Brief -
Where in the listing does the string "merged" appear? Copy every line that holds it.

Provided data -

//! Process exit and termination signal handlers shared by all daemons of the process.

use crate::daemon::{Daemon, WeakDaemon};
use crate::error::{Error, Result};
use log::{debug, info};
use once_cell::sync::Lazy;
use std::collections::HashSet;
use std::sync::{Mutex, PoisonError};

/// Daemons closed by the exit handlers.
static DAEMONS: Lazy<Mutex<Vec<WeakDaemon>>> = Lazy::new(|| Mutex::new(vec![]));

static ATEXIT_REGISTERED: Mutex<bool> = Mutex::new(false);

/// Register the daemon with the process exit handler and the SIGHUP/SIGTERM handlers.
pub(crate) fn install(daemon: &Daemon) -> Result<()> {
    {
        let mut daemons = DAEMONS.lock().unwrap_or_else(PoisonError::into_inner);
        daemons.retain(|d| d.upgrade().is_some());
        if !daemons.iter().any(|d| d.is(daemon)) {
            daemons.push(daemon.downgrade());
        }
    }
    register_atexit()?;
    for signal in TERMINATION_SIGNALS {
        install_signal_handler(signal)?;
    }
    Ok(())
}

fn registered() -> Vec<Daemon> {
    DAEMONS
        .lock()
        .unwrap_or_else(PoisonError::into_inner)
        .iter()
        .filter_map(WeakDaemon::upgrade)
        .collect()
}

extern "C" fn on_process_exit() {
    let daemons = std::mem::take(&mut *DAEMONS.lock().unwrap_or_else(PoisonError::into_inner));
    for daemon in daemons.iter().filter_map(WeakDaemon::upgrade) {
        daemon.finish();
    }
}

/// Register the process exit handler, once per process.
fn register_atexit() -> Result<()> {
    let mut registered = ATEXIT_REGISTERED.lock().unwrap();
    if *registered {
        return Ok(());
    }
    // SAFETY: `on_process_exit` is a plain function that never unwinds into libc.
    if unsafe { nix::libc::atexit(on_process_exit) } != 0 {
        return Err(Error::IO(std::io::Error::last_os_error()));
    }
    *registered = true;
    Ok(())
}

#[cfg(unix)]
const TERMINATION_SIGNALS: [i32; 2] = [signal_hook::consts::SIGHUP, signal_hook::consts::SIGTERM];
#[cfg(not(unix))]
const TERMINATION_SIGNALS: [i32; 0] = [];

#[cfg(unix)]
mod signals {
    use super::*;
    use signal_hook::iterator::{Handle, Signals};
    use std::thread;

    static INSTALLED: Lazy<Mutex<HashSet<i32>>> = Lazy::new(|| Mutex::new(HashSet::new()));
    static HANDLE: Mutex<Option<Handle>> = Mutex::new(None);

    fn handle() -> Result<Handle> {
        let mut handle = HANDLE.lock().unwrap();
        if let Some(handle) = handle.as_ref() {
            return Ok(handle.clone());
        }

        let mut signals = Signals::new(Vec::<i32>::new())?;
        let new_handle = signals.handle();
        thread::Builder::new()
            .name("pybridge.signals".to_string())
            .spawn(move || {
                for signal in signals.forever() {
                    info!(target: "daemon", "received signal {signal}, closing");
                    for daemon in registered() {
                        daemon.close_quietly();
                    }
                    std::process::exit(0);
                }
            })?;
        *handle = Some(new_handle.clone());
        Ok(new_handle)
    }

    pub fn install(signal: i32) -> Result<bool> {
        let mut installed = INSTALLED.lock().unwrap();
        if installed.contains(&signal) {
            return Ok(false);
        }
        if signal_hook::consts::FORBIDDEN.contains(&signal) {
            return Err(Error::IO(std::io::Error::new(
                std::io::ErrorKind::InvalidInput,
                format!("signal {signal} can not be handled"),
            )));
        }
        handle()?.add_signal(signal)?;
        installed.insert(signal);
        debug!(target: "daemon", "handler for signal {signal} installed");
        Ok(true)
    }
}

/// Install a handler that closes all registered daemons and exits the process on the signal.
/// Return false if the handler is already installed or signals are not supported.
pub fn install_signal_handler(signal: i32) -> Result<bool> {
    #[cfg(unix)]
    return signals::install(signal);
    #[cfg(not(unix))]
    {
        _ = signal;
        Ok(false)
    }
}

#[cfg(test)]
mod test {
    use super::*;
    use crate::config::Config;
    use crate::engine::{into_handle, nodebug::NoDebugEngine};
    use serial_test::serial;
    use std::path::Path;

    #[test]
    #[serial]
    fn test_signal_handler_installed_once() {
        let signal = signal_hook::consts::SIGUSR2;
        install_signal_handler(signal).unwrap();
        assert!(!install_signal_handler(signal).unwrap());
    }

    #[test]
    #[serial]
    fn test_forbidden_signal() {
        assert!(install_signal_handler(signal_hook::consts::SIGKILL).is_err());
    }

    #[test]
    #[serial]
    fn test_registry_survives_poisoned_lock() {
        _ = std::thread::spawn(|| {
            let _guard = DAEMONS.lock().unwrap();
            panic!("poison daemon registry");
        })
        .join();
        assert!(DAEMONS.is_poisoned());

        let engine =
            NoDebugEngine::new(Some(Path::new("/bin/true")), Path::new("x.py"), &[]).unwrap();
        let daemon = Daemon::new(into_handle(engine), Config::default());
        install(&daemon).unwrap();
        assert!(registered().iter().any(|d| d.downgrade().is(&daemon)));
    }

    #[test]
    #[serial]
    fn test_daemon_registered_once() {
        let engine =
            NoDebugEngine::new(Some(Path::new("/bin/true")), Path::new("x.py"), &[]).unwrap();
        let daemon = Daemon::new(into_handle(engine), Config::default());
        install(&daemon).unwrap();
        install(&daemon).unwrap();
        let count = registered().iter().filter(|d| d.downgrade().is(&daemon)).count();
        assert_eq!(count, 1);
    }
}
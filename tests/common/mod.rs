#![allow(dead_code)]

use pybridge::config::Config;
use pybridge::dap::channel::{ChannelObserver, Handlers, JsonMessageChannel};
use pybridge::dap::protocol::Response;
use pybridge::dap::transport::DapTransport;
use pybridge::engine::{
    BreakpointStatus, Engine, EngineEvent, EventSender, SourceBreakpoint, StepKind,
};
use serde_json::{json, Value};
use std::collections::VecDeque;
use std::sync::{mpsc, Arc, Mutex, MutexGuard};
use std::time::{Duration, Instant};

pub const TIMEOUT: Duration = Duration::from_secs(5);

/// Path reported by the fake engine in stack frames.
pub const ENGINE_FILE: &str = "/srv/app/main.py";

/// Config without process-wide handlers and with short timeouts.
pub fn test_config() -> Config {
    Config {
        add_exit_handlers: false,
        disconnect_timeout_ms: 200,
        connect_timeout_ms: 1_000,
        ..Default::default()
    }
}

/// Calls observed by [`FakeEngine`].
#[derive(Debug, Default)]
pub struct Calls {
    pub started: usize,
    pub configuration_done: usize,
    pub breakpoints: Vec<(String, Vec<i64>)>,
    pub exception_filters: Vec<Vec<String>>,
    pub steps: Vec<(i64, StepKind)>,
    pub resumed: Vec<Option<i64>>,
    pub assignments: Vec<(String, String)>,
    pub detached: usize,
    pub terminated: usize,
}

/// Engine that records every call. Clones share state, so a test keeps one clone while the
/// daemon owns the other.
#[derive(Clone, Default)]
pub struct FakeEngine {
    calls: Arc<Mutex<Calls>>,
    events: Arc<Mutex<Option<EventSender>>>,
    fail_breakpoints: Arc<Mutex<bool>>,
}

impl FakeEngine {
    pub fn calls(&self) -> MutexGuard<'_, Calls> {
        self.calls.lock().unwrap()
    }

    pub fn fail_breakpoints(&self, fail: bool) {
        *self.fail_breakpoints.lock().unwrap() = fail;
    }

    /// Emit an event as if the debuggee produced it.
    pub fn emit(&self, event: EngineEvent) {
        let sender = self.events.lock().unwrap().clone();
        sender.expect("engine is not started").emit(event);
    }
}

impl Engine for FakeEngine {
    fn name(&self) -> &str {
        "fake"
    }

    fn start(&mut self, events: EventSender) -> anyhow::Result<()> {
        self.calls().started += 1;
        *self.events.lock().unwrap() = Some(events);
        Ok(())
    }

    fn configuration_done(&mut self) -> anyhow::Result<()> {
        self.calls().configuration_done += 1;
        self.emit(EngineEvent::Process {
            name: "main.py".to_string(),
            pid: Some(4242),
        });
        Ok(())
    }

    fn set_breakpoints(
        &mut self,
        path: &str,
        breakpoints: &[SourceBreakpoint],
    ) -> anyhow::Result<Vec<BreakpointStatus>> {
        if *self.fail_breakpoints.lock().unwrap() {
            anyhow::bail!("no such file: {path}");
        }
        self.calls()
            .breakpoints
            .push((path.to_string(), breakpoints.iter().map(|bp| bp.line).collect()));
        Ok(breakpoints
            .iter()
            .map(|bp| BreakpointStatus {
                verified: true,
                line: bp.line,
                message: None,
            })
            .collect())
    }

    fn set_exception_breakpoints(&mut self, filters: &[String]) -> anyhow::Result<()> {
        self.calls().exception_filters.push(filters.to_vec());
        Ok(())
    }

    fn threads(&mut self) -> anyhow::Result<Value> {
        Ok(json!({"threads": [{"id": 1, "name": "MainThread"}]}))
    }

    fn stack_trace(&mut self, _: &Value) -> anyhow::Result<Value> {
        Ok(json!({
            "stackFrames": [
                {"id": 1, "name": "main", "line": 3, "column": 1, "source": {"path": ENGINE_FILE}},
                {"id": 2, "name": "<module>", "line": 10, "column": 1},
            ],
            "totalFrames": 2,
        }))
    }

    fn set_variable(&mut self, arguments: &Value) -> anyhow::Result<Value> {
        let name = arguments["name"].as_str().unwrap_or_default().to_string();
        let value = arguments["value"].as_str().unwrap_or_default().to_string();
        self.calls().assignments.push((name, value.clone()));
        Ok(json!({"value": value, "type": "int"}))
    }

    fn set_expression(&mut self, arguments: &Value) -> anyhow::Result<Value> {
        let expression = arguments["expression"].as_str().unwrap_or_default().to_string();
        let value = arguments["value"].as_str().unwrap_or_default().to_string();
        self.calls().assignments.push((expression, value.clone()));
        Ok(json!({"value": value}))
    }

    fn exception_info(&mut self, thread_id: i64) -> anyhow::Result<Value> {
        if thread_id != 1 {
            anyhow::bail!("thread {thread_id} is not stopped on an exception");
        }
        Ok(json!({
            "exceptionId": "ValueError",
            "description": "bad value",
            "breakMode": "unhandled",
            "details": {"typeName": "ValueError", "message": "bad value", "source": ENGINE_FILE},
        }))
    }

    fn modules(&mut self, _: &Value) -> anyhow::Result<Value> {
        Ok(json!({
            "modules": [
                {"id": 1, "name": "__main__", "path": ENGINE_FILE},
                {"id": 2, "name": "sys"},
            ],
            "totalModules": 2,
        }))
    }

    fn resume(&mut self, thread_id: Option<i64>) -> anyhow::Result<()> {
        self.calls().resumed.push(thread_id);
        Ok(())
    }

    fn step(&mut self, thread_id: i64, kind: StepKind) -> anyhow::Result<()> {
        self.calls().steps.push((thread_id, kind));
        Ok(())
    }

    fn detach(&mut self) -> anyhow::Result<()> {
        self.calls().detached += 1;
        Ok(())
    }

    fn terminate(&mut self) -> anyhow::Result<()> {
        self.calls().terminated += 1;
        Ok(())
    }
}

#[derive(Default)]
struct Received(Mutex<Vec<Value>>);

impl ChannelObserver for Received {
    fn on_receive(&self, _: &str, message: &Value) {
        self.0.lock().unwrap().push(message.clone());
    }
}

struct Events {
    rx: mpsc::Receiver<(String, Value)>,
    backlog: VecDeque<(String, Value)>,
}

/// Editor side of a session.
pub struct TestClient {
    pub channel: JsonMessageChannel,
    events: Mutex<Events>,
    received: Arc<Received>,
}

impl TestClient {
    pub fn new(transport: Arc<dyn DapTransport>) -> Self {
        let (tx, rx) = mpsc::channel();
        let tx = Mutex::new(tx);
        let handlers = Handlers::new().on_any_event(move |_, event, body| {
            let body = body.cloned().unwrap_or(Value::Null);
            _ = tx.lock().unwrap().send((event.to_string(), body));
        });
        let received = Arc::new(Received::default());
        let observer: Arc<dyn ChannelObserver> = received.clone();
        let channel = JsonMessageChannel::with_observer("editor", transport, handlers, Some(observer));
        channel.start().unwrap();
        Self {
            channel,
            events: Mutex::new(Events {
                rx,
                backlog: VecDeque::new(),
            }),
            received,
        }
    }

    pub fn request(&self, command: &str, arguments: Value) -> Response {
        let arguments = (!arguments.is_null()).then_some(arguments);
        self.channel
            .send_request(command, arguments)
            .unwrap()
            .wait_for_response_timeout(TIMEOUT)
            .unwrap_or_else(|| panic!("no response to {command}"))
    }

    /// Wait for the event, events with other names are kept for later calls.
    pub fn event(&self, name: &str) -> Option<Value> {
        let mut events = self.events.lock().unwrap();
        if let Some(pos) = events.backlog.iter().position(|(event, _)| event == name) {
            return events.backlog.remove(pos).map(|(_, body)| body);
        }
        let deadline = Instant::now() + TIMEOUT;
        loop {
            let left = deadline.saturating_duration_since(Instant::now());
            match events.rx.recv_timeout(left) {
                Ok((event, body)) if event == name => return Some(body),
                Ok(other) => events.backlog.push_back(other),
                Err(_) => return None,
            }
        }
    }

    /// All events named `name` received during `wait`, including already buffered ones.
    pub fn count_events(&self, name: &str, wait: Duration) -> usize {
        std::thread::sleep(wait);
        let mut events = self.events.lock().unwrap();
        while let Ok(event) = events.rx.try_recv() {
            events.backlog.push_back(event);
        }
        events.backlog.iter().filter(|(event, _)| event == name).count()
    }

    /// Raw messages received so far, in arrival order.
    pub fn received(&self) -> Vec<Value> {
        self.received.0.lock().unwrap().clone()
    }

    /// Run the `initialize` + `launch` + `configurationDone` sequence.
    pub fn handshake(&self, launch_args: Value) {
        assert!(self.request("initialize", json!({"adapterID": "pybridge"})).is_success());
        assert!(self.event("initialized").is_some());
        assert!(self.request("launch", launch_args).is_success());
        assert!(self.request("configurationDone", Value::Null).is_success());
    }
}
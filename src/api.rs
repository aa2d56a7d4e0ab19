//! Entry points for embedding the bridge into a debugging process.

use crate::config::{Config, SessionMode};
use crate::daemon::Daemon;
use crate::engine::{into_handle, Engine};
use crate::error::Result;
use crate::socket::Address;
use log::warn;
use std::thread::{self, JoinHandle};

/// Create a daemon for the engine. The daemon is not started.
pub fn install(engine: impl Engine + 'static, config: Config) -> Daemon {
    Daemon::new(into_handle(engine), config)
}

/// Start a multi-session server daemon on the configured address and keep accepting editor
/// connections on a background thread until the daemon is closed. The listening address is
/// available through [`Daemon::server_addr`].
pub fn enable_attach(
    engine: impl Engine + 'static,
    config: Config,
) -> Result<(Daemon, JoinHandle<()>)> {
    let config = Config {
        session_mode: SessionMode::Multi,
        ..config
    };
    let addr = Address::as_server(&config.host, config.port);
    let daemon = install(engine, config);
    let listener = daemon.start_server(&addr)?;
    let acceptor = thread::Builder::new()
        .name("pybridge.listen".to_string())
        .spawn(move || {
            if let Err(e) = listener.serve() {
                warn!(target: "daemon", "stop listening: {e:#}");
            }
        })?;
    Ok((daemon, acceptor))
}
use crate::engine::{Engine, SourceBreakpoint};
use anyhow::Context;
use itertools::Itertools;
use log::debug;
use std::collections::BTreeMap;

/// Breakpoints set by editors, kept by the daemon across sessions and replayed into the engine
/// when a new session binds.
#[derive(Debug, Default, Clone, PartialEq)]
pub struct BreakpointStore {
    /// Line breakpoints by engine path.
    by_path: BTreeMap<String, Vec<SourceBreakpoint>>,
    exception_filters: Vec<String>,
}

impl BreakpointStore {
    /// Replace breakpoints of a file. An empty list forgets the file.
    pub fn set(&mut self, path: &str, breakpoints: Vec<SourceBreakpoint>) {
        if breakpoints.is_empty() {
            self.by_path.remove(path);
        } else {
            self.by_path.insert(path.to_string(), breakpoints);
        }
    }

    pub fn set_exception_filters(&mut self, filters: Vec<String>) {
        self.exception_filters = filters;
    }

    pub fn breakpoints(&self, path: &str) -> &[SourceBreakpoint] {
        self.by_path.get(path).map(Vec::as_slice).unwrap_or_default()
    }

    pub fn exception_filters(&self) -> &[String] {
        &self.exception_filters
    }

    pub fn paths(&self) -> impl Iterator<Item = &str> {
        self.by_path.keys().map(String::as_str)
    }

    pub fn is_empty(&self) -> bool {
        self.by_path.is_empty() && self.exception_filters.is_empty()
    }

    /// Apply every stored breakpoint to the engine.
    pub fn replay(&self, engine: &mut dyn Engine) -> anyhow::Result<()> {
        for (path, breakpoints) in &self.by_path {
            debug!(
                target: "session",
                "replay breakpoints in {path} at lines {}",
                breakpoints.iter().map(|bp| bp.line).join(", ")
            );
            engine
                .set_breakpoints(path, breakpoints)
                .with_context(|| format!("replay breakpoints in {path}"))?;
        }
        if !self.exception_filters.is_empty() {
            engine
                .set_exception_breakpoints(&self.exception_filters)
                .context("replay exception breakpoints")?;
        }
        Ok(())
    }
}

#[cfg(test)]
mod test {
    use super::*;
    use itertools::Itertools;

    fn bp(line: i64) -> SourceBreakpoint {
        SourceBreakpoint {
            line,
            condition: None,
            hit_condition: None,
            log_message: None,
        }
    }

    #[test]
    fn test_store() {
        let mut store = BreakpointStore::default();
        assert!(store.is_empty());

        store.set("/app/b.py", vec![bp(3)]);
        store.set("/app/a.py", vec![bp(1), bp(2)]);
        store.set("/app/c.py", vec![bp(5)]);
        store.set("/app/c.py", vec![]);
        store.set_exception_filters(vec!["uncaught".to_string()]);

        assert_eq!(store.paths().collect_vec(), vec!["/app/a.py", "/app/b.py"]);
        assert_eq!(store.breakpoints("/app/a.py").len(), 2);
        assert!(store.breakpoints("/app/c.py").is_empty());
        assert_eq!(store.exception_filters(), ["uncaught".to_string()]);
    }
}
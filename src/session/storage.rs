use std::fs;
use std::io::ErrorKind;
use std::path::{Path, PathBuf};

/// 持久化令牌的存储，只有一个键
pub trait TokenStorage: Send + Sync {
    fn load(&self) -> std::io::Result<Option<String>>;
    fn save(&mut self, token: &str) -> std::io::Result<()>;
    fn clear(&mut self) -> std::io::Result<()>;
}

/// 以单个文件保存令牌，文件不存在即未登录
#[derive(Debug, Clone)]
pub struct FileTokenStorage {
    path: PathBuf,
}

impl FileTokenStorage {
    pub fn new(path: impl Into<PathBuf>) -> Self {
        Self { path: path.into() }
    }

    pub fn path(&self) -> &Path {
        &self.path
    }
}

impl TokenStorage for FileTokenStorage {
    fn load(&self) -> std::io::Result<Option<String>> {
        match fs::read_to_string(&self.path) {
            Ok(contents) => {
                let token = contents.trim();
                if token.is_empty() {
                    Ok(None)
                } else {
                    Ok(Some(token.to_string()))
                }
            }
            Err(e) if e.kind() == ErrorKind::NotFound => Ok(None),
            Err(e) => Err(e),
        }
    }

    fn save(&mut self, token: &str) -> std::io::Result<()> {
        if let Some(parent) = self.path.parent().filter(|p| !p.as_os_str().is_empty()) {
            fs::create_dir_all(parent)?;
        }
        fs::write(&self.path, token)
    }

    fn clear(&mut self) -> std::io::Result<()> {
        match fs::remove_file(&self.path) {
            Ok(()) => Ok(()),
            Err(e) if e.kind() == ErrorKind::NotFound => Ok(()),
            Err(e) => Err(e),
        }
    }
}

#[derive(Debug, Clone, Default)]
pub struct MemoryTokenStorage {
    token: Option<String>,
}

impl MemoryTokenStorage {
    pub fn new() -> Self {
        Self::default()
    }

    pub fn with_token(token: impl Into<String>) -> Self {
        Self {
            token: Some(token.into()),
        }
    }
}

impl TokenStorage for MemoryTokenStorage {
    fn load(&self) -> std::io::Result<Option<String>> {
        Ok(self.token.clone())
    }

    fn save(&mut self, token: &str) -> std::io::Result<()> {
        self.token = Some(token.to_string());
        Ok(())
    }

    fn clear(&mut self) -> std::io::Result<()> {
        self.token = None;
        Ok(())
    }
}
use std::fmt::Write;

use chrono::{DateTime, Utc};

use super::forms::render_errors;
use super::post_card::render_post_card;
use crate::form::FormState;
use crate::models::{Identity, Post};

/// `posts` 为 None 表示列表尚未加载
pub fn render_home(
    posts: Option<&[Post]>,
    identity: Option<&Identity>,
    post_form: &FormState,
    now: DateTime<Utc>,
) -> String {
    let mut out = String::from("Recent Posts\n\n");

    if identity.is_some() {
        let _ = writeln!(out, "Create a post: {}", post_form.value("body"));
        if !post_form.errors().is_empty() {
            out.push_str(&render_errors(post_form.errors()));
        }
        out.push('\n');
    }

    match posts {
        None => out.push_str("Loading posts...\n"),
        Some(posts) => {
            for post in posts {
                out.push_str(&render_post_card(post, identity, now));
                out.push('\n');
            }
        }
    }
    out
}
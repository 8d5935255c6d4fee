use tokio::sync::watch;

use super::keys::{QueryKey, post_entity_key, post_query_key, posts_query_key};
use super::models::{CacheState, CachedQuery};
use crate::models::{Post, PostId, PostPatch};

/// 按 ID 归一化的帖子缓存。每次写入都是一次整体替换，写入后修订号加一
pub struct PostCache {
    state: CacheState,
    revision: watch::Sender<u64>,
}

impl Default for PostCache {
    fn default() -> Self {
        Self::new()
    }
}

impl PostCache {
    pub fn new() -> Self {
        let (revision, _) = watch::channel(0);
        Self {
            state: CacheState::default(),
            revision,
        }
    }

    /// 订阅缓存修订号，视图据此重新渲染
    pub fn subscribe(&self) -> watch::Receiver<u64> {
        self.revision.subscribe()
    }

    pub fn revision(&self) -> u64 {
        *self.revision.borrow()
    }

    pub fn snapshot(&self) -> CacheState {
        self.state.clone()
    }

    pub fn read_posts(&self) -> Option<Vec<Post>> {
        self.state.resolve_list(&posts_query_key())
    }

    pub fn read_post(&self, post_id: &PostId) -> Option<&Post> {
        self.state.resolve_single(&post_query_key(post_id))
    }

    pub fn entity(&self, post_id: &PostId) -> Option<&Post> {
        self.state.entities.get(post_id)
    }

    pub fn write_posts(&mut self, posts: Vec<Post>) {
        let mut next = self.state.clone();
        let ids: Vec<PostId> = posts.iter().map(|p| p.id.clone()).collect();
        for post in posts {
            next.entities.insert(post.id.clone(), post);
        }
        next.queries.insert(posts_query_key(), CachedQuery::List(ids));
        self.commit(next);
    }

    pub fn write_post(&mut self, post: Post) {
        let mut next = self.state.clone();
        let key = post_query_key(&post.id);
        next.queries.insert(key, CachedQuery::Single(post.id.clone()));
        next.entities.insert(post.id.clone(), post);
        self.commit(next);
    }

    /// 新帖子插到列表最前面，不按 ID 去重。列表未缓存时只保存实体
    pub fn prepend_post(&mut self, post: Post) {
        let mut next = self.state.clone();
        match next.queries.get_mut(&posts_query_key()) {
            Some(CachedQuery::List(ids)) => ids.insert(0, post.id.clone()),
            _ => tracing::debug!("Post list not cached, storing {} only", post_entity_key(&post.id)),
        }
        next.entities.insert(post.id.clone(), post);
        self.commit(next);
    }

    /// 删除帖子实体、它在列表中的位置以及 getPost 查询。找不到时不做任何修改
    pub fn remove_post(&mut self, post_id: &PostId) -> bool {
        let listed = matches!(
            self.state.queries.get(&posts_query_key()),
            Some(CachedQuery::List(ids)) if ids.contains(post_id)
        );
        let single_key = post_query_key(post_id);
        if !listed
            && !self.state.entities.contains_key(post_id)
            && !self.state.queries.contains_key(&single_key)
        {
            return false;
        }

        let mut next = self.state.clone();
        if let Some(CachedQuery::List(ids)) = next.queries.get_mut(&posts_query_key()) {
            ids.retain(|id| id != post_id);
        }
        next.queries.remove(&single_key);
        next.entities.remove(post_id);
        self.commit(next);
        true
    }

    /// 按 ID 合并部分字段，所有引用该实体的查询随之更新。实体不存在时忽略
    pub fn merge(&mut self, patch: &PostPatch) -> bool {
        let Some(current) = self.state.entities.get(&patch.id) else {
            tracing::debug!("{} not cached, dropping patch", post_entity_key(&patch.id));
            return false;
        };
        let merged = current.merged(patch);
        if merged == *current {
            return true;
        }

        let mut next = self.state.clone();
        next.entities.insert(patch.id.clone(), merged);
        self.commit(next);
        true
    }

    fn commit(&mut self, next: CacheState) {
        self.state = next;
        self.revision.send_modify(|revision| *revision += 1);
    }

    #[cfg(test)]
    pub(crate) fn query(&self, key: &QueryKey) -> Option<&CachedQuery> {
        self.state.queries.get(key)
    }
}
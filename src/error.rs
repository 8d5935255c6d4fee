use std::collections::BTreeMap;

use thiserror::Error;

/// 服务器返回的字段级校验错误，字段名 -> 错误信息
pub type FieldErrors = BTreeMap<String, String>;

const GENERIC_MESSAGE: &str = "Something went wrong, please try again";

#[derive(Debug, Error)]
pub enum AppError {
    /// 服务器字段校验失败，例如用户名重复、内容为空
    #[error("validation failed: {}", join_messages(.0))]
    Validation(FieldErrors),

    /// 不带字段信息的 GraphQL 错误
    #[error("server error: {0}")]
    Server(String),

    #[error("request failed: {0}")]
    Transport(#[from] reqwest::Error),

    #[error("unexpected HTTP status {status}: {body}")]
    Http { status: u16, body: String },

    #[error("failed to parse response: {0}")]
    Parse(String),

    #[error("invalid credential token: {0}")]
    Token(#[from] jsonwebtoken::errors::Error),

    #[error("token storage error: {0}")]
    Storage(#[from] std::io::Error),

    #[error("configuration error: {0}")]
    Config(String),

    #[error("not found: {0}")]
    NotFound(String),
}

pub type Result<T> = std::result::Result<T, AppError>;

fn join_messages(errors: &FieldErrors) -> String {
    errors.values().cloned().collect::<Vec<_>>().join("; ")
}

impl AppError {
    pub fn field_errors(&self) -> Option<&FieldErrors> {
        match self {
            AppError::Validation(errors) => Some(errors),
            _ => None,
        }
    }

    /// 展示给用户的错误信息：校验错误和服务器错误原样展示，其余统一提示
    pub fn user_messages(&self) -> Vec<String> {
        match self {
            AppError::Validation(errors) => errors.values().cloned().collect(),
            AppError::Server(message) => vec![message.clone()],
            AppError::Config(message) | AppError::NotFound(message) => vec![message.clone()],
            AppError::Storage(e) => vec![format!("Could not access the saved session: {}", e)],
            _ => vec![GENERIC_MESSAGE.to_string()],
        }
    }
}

Solution to this task -
        let merged = current.merged(patch);
        if merged == *current {
        next.entities.insert(patch.id.clone(), merged);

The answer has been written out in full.